*** Dataset ***

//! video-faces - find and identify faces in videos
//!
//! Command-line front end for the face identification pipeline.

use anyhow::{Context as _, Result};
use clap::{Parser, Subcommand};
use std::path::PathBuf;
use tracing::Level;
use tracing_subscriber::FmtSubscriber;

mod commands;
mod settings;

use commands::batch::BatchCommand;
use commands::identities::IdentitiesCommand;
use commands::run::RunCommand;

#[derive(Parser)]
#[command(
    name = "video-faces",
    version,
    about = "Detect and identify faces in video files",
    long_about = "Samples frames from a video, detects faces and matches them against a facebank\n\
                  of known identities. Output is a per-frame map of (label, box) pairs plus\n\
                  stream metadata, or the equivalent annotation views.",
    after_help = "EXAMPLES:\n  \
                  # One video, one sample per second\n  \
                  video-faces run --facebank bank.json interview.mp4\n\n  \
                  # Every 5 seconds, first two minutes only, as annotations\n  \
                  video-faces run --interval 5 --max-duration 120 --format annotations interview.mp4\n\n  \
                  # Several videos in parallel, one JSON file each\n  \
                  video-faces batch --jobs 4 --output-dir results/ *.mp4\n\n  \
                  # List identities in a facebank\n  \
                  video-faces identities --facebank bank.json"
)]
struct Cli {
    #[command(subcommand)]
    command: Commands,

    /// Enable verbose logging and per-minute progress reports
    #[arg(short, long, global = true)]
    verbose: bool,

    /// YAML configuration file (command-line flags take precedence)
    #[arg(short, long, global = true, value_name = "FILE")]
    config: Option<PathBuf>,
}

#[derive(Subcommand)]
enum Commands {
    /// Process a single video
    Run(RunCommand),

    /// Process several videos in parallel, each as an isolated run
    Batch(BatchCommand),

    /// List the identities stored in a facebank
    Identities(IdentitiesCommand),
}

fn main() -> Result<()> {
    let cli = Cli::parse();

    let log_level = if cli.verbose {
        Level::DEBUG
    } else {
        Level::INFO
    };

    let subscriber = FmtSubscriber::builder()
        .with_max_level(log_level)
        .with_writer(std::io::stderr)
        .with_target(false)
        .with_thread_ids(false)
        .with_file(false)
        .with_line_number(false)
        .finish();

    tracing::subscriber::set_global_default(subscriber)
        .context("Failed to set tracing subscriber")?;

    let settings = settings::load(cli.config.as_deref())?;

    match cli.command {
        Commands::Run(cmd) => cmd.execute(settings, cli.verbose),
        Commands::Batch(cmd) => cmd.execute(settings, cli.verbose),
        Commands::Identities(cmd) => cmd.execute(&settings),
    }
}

***

About this task:
Repeat the entries shown above, every one, word for word.

Completed task:
//! video-faces - find and identify faces in videos
//!
//! Command-line front end for the face identification pipeline.

use anyhow::{Context as _, Result};
use clap::{Parser, Subcommand};
use std::path::PathBuf;
use tracing::Level;
use tracing_subscriber::FmtSubscriber;

mod commands;
mod settings;

use commands::batch::BatchCommand;
use commands::identities::IdentitiesCommand;
use commands::run::RunCommand;

#[derive(Parser)]
#[command(
    name = "video-faces",
    version,
    about = "Detect and identify faces in video files",
    long_about = "Samples frames from a video, detects faces and matches them against a facebank\n\
                  of known identities. Output is a per-frame map of (label, box) pairs plus\n\
                  stream metadata, or the equivalent annotation views.",
    after_help = "EXAMPLES:\n  \
                  # One video, one sample per second\n  \
                  video-faces run --facebank bank.json interview.mp4\n\n  \
                  # Every 5 seconds, first two minutes only, as annotations\n  \
                  video-faces run --interval 5 --max-duration 120 --format annotations interview.mp4\n\n  \
                  # Several videos in parallel, one JSON file each\n  \
                  video-faces batch --jobs 4 --output-dir results/ *.mp4\n\n  \
                  # List identities in a facebank\n  \
                  video-faces identities --facebank bank.json"
)]
struct Cli {
    #[command(subcommand)]
    command: Commands,

    /// Enable verbose logging and per-minute progress reports
    #[arg(short, long, global = true)]
    verbose: bool,

    /// YAML configuration file (command-line flags take precedence)
    #[arg(short, long, global = true, value_name = "FILE")]
    config: Option<PathBuf>,
}

#[derive(Subcommand)]
enum Commands {
    /// Process a single video
    Run(RunCommand),

    /// Process several videos in parallel, each as an isolated run
    Batch(BatchCommand),

    /// List the identities stored in a facebank
    Identities(IdentitiesCommand),
}

fn main() -> Result<()> {
    let cli = Cli::parse();

    let log_level = if cli.verbose {
        Level::DEBUG
    } else {
        Level::INFO
    };

    let subscriber = FmtSubscriber::builder()
        .with_max_level(log_level)
        .with_writer(std::io::stderr)
        .with_target(false)
        .with_thread_ids(false)
        .with_file(false)
        .with_line_number(false)
        .finish();

    tracing::subscriber::set_global_default(subscriber)
        .context("Failed to set tracing subscriber")?;

    let settings = settings::load(cli.config.as_deref())?;

    match cli.command {
        Commands::Run(cmd) => cmd.execute(settings, cli.verbose),
        Commands::Batch(cmd) => cmd.execute(settings, cli.verbose),
        Commands::Identities(cmd) => cmd.execute(&settings),
    }
}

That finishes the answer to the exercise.